## Task goal
Would you print the whole listing again, exactly?

---------- Exercise data

// Tables and matrices

use std::collections::BTreeMap;

use super::{CompileContext, FamilyCompiler};
use crate::binding::Aggregation;
use crate::data::Value;
use crate::ir::{ChartKind, ChartSpec, ColumnKind, ColumnSpec, TableSpec};
use crate::schema::Role;
use crate::shape::ShapedDatum;

const TOTAL_LABEL: &str = "Total";

pub struct TableCompiler;

impl FamilyCompiler for TableCompiler {
    fn compile(&self, ctx: &CompileContext<'_>) -> ChartSpec {
        let show_totals = ctx.config.table().show_totals;
        let table = match ctx.entry.kind {
            ChartKind::Matrix => pivot(ctx.shaped, show_totals),
            _ => flat(ctx.shaped, show_totals),
        };
        let mut spec = ChartSpec::new(ctx.entry.kind);
        spec.category_colors = ctx.palette.assign(table.columns.len());
        spec.table = Some(table);
        spec
    }
}

enum Cell<'a> {
    Dimension(&'a str, &'a Value),
    Measure(&'a str, Aggregation, f64),
}

/// Cells of one datum in binding order
fn cells(datum: &ShapedDatum) -> Vec<Cell<'_>> {
    let mut positioned: BTreeMap<usize, Cell<'_>> = BTreeMap::new();
    for d in &datum.dimensions {
        positioned.insert(d.position, Cell::Dimension(&d.field, &d.value));
    }
    for m in &datum.measures {
        positioned.insert(m.position, Cell::Measure(&m.label, m.aggregation, m.value));
    }
    positioned.into_values().collect()
}

/// One row per group, columns in the order the fields were bound
fn flat(shaped: &[ShapedDatum], show_totals: bool) -> TableSpec {
    let columns: Vec<ColumnSpec> = shaped
        .first()
        .map(|first| {
            cells(first)
                .iter()
                .map(|cell| match cell {
                    Cell::Dimension(name, _) => ColumnSpec {
                        name: name.to_string(),
                        kind: ColumnKind::Dimension,
                    },
                    Cell::Measure(name, _, _) => ColumnSpec {
                        name: name.to_string(),
                        kind: ColumnKind::Measure,
                    },
                })
                .collect()
        })
        .unwrap_or_default();

    let rows: Vec<Vec<Value>> = shaped
        .iter()
        .map(|d| {
            cells(d)
                .into_iter()
                .map(|cell| match cell {
                    Cell::Dimension(_, value) => value.clone(),
                    Cell::Measure(_, _, value) => Value::Number(value),
                })
                .collect()
        })
        .collect();

    let has_measures = columns.iter().any(|c| c.kind == ColumnKind::Measure);
    let totals = if show_totals && has_measures {
        let aggregations: Vec<Option<Aggregation>> = shaped
            .first()
            .map(|first| {
                cells(first)
                    .iter()
                    .map(|cell| match cell {
                        Cell::Dimension(..) => None,
                        Cell::Measure(_, aggregation, _) => Some(*aggregation),
                    })
                    .collect()
            })
            .unwrap_or_default();
        Some(totals_row(&rows, &aggregations))
    } else {
        None
    };

    TableSpec { columns, rows, totals }
}

/// Rows by the `rows` well, one column per distinct `columns` value and measure
fn pivot(shaped: &[ShapedDatum], show_totals: bool) -> TableSpec {
    let mut row_keys: Vec<Vec<&Value>> = Vec::new();
    let mut col_values: Vec<Vec<&Value>> = Vec::new();
    for datum in shaped {
        let r: Vec<&Value> = datum.dimensions_for(Role::Rows).map(|d| &d.value).collect();
        if !row_keys.contains(&r) {
            row_keys.push(r);
        }
        let c: Vec<&Value> = datum.dimensions_for(Role::Columns).map(|d| &d.value).collect();
        if !col_values.contains(&c) {
            col_values.push(c);
        }
    }
    let first = shaped.first();
    let row_fields: Vec<&str> = first
        .map(|d| d.dimensions_for(Role::Rows).map(|v| v.field.as_str()).collect())
        .unwrap_or_default();
    let measures: Vec<(&str, Aggregation)> = first
        .map(|d| d.measures.iter().map(|m| (m.label.as_str(), m.aggregation)).collect())
        .unwrap_or_default();
    let has_column_dims = col_values.iter().any(|c| !c.is_empty());

    let mut columns: Vec<ColumnSpec> = row_fields
        .iter()
        .map(|name| ColumnSpec {
            name: name.to_string(),
            kind: ColumnKind::Dimension,
        })
        .collect();
    let mut aggregations: Vec<Option<Aggregation>> = vec![None; columns.len()];
    for col in &col_values {
        let col_label = col.iter().map(|v| v.display()).collect::<Vec<_>>().join(" / ");
        for (label, aggregation) in &measures {
            let name = match (has_column_dims, measures.len()) {
                (false, _) => label.to_string(),
                (true, 1) => col_label.clone(),
                (true, _) => format!("{} - {}", col_label, label),
            };
            columns.push(ColumnSpec {
                name,
                kind: ColumnKind::Measure,
            });
            aggregations.push(Some(*aggregation));
        }
    }

    let width = columns.len();
    let mut rows: Vec<Vec<Value>> = row_keys
        .iter()
        .map(|key| {
            let mut row: Vec<Value> = key.iter().map(|v| (*v).clone()).collect();
            row.resize(width, Value::Null);
            row
        })
        .collect();
    for datum in shaped {
        let r: Vec<&Value> = datum.dimensions_for(Role::Rows).map(|d| &d.value).collect();
        let c: Vec<&Value> = datum.dimensions_for(Role::Columns).map(|d| &d.value).collect();
        let (Some(ri), Some(ci)) = (row_keys.iter().position(|k| *k == r), col_values.iter().position(|k| *k == c)) else {
            continue;
        };
        for (mi, m) in datum.measures.iter().enumerate() {
            rows[ri][row_fields.len() + ci * measures.len() + mi] = Value::Number(m.value);
        }
    }

    let totals = if show_totals && !measures.is_empty() {
        Some(totals_row(&rows, &aggregations))
    } else {
        None
    };

    TableSpec { columns, rows, totals }
}

/// Totals per measure column. Only additive and extremal aggregations can be
/// derived from the group results; averages and distinct counts stay blank.
fn totals_row(rows: &[Vec<Value>], aggregations: &[Option<Aggregation>]) -> Vec<Value> {
    let mut labelled = false;
    aggregations
        .iter()
        .enumerate()
        .map(|(i, aggregation)| {
            let column = rows.iter().filter_map(|row| row.get(i).and_then(Value::as_f64));
            match aggregation {
                None if !labelled => {
                    labelled = true;
                    Value::from(TOTAL_LABEL)
                }
                None => Value::Null,
                Some(Aggregation::Sum | Aggregation::Count) => Value::Number(column.sum()),
                Some(Aggregation::Min) => column.reduce(f64::min).map_or(Value::Null, Value::Number),
                Some(Aggregation::Max) => column.reduce(f64::max).map_or(Value::Null, Value::Number),
                Some(Aggregation::Avg | Aggregation::DistinctCount) => Value::Null,
            }
        })
        .collect()
}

--------------------

## Task solution
// Tables and matrices

use std::collections::BTreeMap;

use super::{CompileContext, FamilyCompiler};
use crate::binding::Aggregation;
use crate::data::Value;
use crate::ir::{ChartKind, ChartSpec, ColumnKind, ColumnSpec, TableSpec};
use crate::schema::Role;
use crate::shape::ShapedDatum;

const TOTAL_LABEL: &str = "Total";

pub struct TableCompiler;

impl FamilyCompiler for TableCompiler {
    fn compile(&self, ctx: &CompileContext<'_>) -> ChartSpec {
        let show_totals = ctx.config.table().show_totals;
        let table = match ctx.entry.kind {
            ChartKind::Matrix => pivot(ctx.shaped, show_totals),
            _ => flat(ctx.shaped, show_totals),
        };
        let mut spec = ChartSpec::new(ctx.entry.kind);
        spec.category_colors = ctx.palette.assign(table.columns.len());
        spec.table = Some(table);
        spec
    }
}

enum Cell<'a> {
    Dimension(&'a str, &'a Value),
    Measure(&'a str, Aggregation, f64),
}

/// Cells of one datum in binding order
fn cells(datum: &ShapedDatum) -> Vec<Cell<'_>> {
    let mut positioned: BTreeMap<usize, Cell<'_>> = BTreeMap::new();
    for d in &datum.dimensions {
        positioned.insert(d.position, Cell::Dimension(&d.field, &d.value));
    }
    for m in &datum.measures {
        positioned.insert(m.position, Cell::Measure(&m.label, m.aggregation, m.value));
    }
    positioned.into_values().collect()
}

/// One row per group, columns in the order the fields were bound
fn flat(shaped: &[ShapedDatum], show_totals: bool) -> TableSpec {
    let columns: Vec<ColumnSpec> = shaped
        .first()
        .map(|first| {
            cells(first)
                .iter()
                .map(|cell| match cell {
                    Cell::Dimension(name, _) => ColumnSpec {
                        name: name.to_string(),
                        kind: ColumnKind::Dimension,
                    },
                    Cell::Measure(name, _, _) => ColumnSpec {
                        name: name.to_string(),
                        kind: ColumnKind::Measure,
                    },
                })
                .collect()
        })
        .unwrap_or_default();

    let rows: Vec<Vec<Value>> = shaped
        .iter()
        .map(|d| {
            cells(d)
                .into_iter()
                .map(|cell| match cell {
                    Cell::Dimension(_, value) => value.clone(),
                    Cell::Measure(_, _, value) => Value::Number(value),
                })
                .collect()
        })
        .collect();

    let has_measures = columns.iter().any(|c| c.kind == ColumnKind::Measure);
    let totals = if show_totals && has_measures {
        let aggregations: Vec<Option<Aggregation>> = shaped
            .first()
            .map(|first| {
                cells(first)
                    .iter()
                    .map(|cell| match cell {
                        Cell::Dimension(..) => None,
                        Cell::Measure(_, aggregation, _) => Some(*aggregation),
                    })
                    .collect()
            })
            .unwrap_or_default();
        Some(totals_row(&rows, &aggregations))
    } else {
        None
    };

    TableSpec { columns, rows, totals }
}

/// Rows by the `rows` well, one column per distinct `columns` value and measure
fn pivot(shaped: &[ShapedDatum], show_totals: bool) -> TableSpec {
    let mut row_keys: Vec<Vec<&Value>> = Vec::new();
    let mut col_values: Vec<Vec<&Value>> = Vec::new();
    for datum in shaped {
        let r: Vec<&Value> = datum.dimensions_for(Role::Rows).map(|d| &d.value).collect();
        if !row_keys.contains(&r) {
            row_keys.push(r);
        }
        let c: Vec<&Value> = datum.dimensions_for(Role::Columns).map(|d| &d.value).collect();
        if !col_values.contains(&c) {
            col_values.push(c);
        }
    }
    let first = shaped.first();
    let row_fields: Vec<&str> = first
        .map(|d| d.dimensions_for(Role::Rows).map(|v| v.field.as_str()).collect())
        .unwrap_or_default();
    let measures: Vec<(&str, Aggregation)> = first
        .map(|d| d.measures.iter().map(|m| (m.label.as_str(), m.aggregation)).collect())
        .unwrap_or_default();
    let has_column_dims = col_values.iter().any(|c| !c.is_empty());

    let mut columns: Vec<ColumnSpec> = row_fields
        .iter()
        .map(|name| ColumnSpec {
            name: name.to_string(),
            kind: ColumnKind::Dimension,
        })
        .collect();
    let mut aggregations: Vec<Option<Aggregation>> = vec![None; columns.len()];
    for col in &col_values {
        let col_label = col.iter().map(|v| v.display()).collect::<Vec<_>>().join(" / ");
        for (label, aggregation) in &measures {
            let name = match (has_column_dims, measures.len()) {
                (false, _) => label.to_string(),
                (true, 1) => col_label.clone(),
                (true, _) => format!("{} - {}", col_label, label),
            };
            columns.push(ColumnSpec {
                name,
                kind: ColumnKind::Measure,
            });
            aggregations.push(Some(*aggregation));
        }
    }

    let width = columns.len();
    let mut rows: Vec<Vec<Value>> = row_keys
        .iter()
        .map(|key| {
            let mut row: Vec<Value> = key.iter().map(|v| (*v).clone()).collect();
            row.resize(width, Value::Null);
            row
        })
        .collect();
    for datum in shaped {
        let r: Vec<&Value> = datum.dimensions_for(Role::Rows).map(|d| &d.value).collect();
        let c: Vec<&Value> = datum.dimensions_for(Role::Columns).map(|d| &d.value).collect();
        let (Some(ri), Some(ci)) = (row_keys.iter().position(|k| *k == r), col_values.iter().position(|k| *k == c)) else {
            continue;
        };
        for (mi, m) in datum.measures.iter().enumerate() {
            rows[ri][row_fields.len() + ci * measures.len() + mi] = Value::Number(m.value);
        }
    }

    let totals = if show_totals && !measures.is_empty() {
        Some(totals_row(&rows, &aggregations))
    } else {
        None
    };

    TableSpec { columns, rows, totals }
}

/// Totals per measure column. Only additive and extremal aggregations can be
/// derived from the group results; averages and distinct counts stay blank.
fn totals_row(rows: &[Vec<Value>], aggregations: &[Option<Aggregation>]) -> Vec<Value> {
    let mut labelled = false;
    aggregations
        .iter()
        .enumerate()
        .map(|(i, aggregation)| {
            let column = rows.iter().filter_map(|row| row.get(i).and_then(Value::as_f64));
            match aggregation {
                None if !labelled => {
                    labelled = true;
                    Value::from(TOTAL_LABEL)
                }
                None => Value::Null,
                Some(Aggregation::Sum | Aggregation::Count) => Value::Number(column.sum()),
                Some(Aggregation::Min) => column.reduce(f64::min).map_or(Value::Null, Value::Number),
                Some(Aggregation::Max) => column.reduce(f64::max).map_or(Value::Null, Value::Number),
                Some(Aggregation::Avg | Aggregation::DistinctCount) => Value::Null,
            }
        })
        .collect()
}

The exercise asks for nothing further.